From the point of view of running property-related money on assets across Europe, including the UK, there are some notable differences in the way separate markets have performed.
Watson says it is the case the UK property market has experienced a much sharper contraction in property asset values, at least in part because of the much higher levels of transparency, for example, because of a more open and transparent valuation system.
Continental markets have been increasing in transparency over the past decade, but still lag. So, where writedowns in the UK may have hit 40 per cent in the property slump, on the Continent they have been about 10 per cent. By contrast, expectations are that property asset values could bounce more sharply in the UK.
On the income side, property companies are benefitting from falling interest rates against steady rates of rent. This has opened up a margin benefit, particularly for those property companies that pay floating rates of interest. And there is evidence that where rents are coming up for renewal, rates are at the very least remaining stable, if not growing in many cases, Watson says. The outlook for yields improving into next year is not great, but then neither is it as dire as some expected previously.

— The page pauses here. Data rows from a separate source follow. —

use serde_json::{Map, Value};
use tokio::task::JoinHandle;

use super::{fetch_status, Fetched, ReconcilePath, ReconcileReport};
use crate::db::{keys, KvEntry, KvStore};
use crate::errors::AppError;
use crate::models::{ThemeAssets, VersionToken, THEME_FIELDS};
use crate::remote::{fetch_document, RemoteSource, ABOUT_DOCUMENT, CORE_DOCUMENT, LEGACY_DOCUMENT};
use crate::sanitize::sanitize_theme;

const PROVIDER: &str = "theme";

pub struct ThemeLoad {
    pub theme: ThemeAssets,
    pub report: ReconcileReport,
    /// Durable write of adopted remote data, still in flight
    pub background: Option<JoinHandle<()>>,
}

/// Storage entries for a theme, version first.
pub fn theme_entries(theme: &ThemeAssets, version: &VersionToken) -> Result<Vec<KvEntry>, AppError> {
    let mut fields = match serde_json::to_value(theme)? {
        Value::Object(fields) => fields,
        _ => return Err(AppError::Internal("Theme did not serialize to an object".to_string())),
    };

    let mut entries = Vec::with_capacity(THEME_FIELDS.len() + 1);
    entries.push(KvEntry::new(keys::DATA_VERSION, Value::String(version.to_string())));
    for (field, key) in THEME_FIELDS {
        entries.push(KvEntry::new(key, fields.remove(field).unwrap_or(Value::Null)));
    }
    Ok(entries)
}

/// Theme as stored locally, with built-in defaults for anything missing.
pub async fn load_theme_from_store<S: KvStore>(store: &S) -> ThemeAssets {
    let mut fields = Map::new();
    for (field, key) in THEME_FIELDS {
        if let Some(value) = store.get(key).await {
            fields.insert(field.to_string(), value);
        }
    }
    sanitize_theme(&Value::Object(fields))
}

async fn local_version<S: KvStore>(store: &S) -> VersionToken {
    store
        .get_string(keys::DATA_VERSION)
        .await
        .map(VersionToken::new)
        .unwrap_or_else(VersionToken::unset)
}

/// Core and about documents combined, or the legacy single document when the
/// split pair is incomplete or out of step.
async fn fetch_theme_document<R: RemoteSource>(remote: &R) -> Fetched {
    let (core, about) = tokio::join!(
        fetch_document(remote, CORE_DOCUMENT),
        fetch_document(remote, ABOUT_DOCUMENT)
    );

    match (core, about) {
        (Ok(core), Ok(about)) if core.version == about.version => {
            return Ok((core.merge_theme(&about), CORE_DOCUMENT));
        }
        (Ok(core), Ok(about)) => tracing::warn!(
            "Split theme documents disagree ({} vs {}), trying {}",
            core.version,
            about.version,
            LEGACY_DOCUMENT
        ),
        _ => tracing::info!("Split theme documents unavailable, trying {}", LEGACY_DOCUMENT),
    }

    fetch_document(remote, LEGACY_DOCUMENT)
        .await
        .map(|doc| (doc, LEGACY_DOCUMENT))
}

/// Decide between the stored theme and the published one.
pub async fn reconcile_theme<S: KvStore, R: RemoteSource>(
    store: &S,
    remote: &R,
    forced_local: bool,
) -> ThemeLoad {
    let local = local_version(store).await;

    if forced_local {
        let report = ReconcileReport::forced_local(PROVIDER, local);
        report.log();
        return ThemeLoad {
            theme: load_theme_from_store(store).await,
            report,
            background: None,
        };
    }

    let fetched = fetch_theme_document(remote).await;
    let mut report = ReconcileReport {
        provider: PROVIDER,
        path: ReconcilePath::Local,
        local_version: local.clone(),
        remote_version: None,
        source: None,
        fetch_status: fetch_status(&fetched),
    };

    if let Ok((doc, source)) = &fetched {
        report.remote_version = Some(doc.version.clone());
        report.source = Some(*source);

        if let Some(raw) = doc.theme() {
            if super::should_overwrite(&local, &doc.version) {
                let theme = sanitize_theme(raw);
                let background = spawn_write(store, &theme, &doc.version);
                report.path = ReconcilePath::RemoteOverwrite;
                report.log();
                return ThemeLoad {
                    theme,
                    report,
                    background,
                };
            }
        }
    }

    report.log();
    ThemeLoad {
        theme: load_theme_from_store(store).await,
        report,
        background: None,
    }
}

fn spawn_write<S: KvStore>(
    store: &S,
    theme: &ThemeAssets,
    version: &VersionToken,
) -> Option<JoinHandle<()>> {
    let entries = match theme_entries(theme, version) {
        Ok(entries) => entries,
        Err(err) => {
            tracing::error!("Failed to encode remote theme: {}", err);
            return None;
        }
    };
    let store = store.clone();
    Some(tokio::spawn(async move {
        match store.set_many(&entries).await {
            Ok(()) => tracing::info!("Stored remote theme"),
            Err(err) => tracing::error!("Failed to store remote theme: {}", err),
        }
    }))
}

Watson says she prefers to look to retail – shopping centres – than office space for the interesting gains in the market currently.

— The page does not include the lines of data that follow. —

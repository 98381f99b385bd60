//! Sitekeeper CLI
//!
//! Operator commands over the local site store: sync with the published
//! documents, restore and export backups, write the split publish documents,
//! and inspect or reset local state.

use std::io::{self, BufRead, Write};
use std::path::PathBuf;
use std::process::ExitCode;
use std::sync::Arc;

use clap::{Parser, Subcommand};
use tracing_subscriber::{layer::SubscriberExt, util::SubscriberInitExt, EnvFilter};

use sitekeeper::config::Config;
use sitekeeper::db::{self, SqliteKvStore};
use sitekeeper::errors::AppError;
use sitekeeper::remote::HttpRemote;
use sitekeeper::restore::{RestoreOutcome, RestorePreview};
use sitekeeper::AppState;

type State = AppState<SqliteKvStore, HttpRemote>;

#[derive(Parser)]
#[command(version, about = "Local-first content store for the catalog site builder")]
struct Cli {
    /// Emit logs as JSON
    #[arg(long, global = true)]
    json_logs: bool,

    #[command(subcommand)]
    cmd: Commands,
}

#[derive(Subcommand)]
enum Commands {
    /// Reconcile the local store with the published documents
    Sync,

    /// Restore a backup file into the local store
    Restore {
        file: PathBuf,
        /// Skip the confirmation prompt
        #[arg(long)]
        yes: bool,
    },

    /// Write a full backup of the local store
    Export { file: PathBuf },

    /// Write data_core.json, data_about.json and data_products.json into a directory
    Publish { dir: PathBuf },

    /// Show local versions, reconciliation outcome and published file health
    Status,

    /// Reset theme and catalog to the built-in defaults
    Reset,

    /// Delete all local data and flags, then reload from the host
    HardReset {
        #[arg(long)]
        yes: bool,
    },
}

fn init_tracing(config: &Config, json: bool) {
    let env_filter =
        EnvFilter::try_from_default_env().unwrap_or_else(|_| EnvFilter::new(&config.log_level));

    let registry = tracing_subscriber::registry().with(env_filter);
    if json {
        registry
            .with(tracing_subscriber::fmt::layer().json().with_writer(io::stderr))
            .init();
    } else {
        registry
            .with(tracing_subscriber::fmt::layer().with_writer(io::stderr))
            .init();
    }
}

fn prompt_yes_no(question: &str) -> bool {
    eprint!("{} [y/N] ", question);
    io::stderr().flush().ok();
    let mut answer = String::new();
    if io::stdin().lock().read_line(&mut answer).is_err() {
        return false;
    }
    matches!(answer.trim(), "y" | "Y" | "yes")
}

fn confirm_restore(preview: &RestorePreview, assume_yes: bool) -> bool {
    if preview.large_file {
        eprintln!(
            "Large file detected ({:.1} MB).",
            preview.source_bytes as f64 / (1024.0 * 1024.0)
        );
    }
    if assume_yes {
        return true;
    }
    prompt_yes_no(&format!(
        "Found {} products in {} categories (version {}). Restore now?",
        preview.product_count, preview.category_count, preview.version
    ))
}

async fn open_state(config: Arc<Config>) -> Result<State, AppError> {
    let pool = db::init_database(&config.db_path).await?;
    let remote = HttpRemote::new(config.remote_base_url.clone(), config.fetch_timeout)?;
    let store = SqliteKvStore::new(pool.clone());
    let flags = SqliteKvStore::flags(pool);
    Ok(AppState::init(store, flags, remote, config).await)
}

fn print_json<T: serde::Serialize>(value: &T) -> Result<(), AppError> {
    println!("{}", serde_json::to_string_pretty(value)?);
    Ok(())
}

async fn run(cli: Cli, config: Arc<Config>) -> Result<(), AppError> {
    if let Commands::HardReset { yes } = &cli.cmd {
        if !*yes && !prompt_yes_no("Delete ALL local data and reload from the host?") {
            return Ok(());
        }
    }

    let state = open_state(config).await?;

    match cli.cmd {
        Commands::Sync => {
            state.wait_for_background().await;
            print_json(&state.reports().await)?;
        }
        Commands::Restore { file, yes } => {
            let text = tokio::fs::read_to_string(&file).await?;
            let outcome = state
                .restore_backup(
                    &text,
                    |preview| confirm_restore(preview, yes),
                    |progress| eprint!("\rRestoring data... {}%", progress.percent),
                )
                .await;
            eprintln!();
            match outcome? {
                RestoreOutcome::Declined => println!("Restore cancelled"),
                RestoreOutcome::Restored(summary) => print_json(&summary)?,
            }
        }
        Commands::Export { file } => {
            let written = state.export_backup(&file).await?;
            print_json(&written)?;
        }
        Commands::Publish { dir } => {
            let written = state.publish_documents(&dir).await?;
            if written.iter().any(|f| f.oversized) {
                eprintln!("Warning: at least one file is over 20 MB and may be rejected by the host");
            }
            print_json(&written)?;
        }
        Commands::Status => {
            let catalog = state.catalog().await;
            let status = serde_json::json!({
                "reconcile": state.reports().await,
                "products": catalog.products.len(),
                "categories": catalog.categories.len(),
                "catalog_image_bytes": catalog.image_bytes(),
                "theme_image_bytes": state.theme().await.image_bytes(),
                "remote": state.probe_remote().await,
            });
            print_json(&status)?;
        }
        Commands::Reset => {
            state.reset_theme().await?;
            state.reset_catalog().await?;
            state.reload().await;
            println!("Theme and catalog reset to defaults");
        }
        Commands::HardReset { .. } => {
            state.hard_reset().await?;
            println!("Local data cleared");
        }
    }

    state.shutdown().await
}

#[tokio::main]
async fn main() -> ExitCode {
    let cli = Cli::parse();
    let config = Config::from_env();
    init_tracing(&config, cli.json_logs);

    tracing::debug!("Database path: {:?}", config.db_path);
    tracing::debug!("Remote base URL: {}", config.remote_base_url);

    match run(cli, Arc::new(config)).await {
        Ok(()) => ExitCode::SUCCESS,
        Err(err) => {
            eprintln!("Error: {}", err);
            if let Some(hint) = err.user_hint() {
                eprintln!("{}", hint);
            }
            ExitCode::FAILURE
        }
    }
}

"By a quirk a lot of the office focused companies listed at a bad time. They acquired a lot of assets at the peak. That’s not to say that one day they won’t be interesting. For now they are more highly geared and in terms of where values will go they’ve probably got some further downward momentum on the Continent."
"It’s difficult to say, however, as one rule doesn’t always fit everything. On the whole I’m out of favour with the office market, more focused on the retail markets. One reason is the active asset management potential. The way you can control that site and make it a more exciting place to be."
Retail in the UK remains a challenge, partly because landlords face the decision of cutting rents to certain tenants in order to avoid empty units in shopping centres. The Continent has yet to see any substantial retail failures, Watson says, so it remains a slightly different story. It is also different for technical reasons, such as the way shopping habits in the UK tend to mean the so-called anchor tenant in a shopping centre will be a retail name, whereas on the Continent it will tend to be a supermarket name – hence, for example, people pushing trolleys of food around shopping centres in France.
Watson says a property securities fund can be thought of as a diversification play against direct property investments, particularly where investors are looking for ways to invest at different stages in the property market cycle.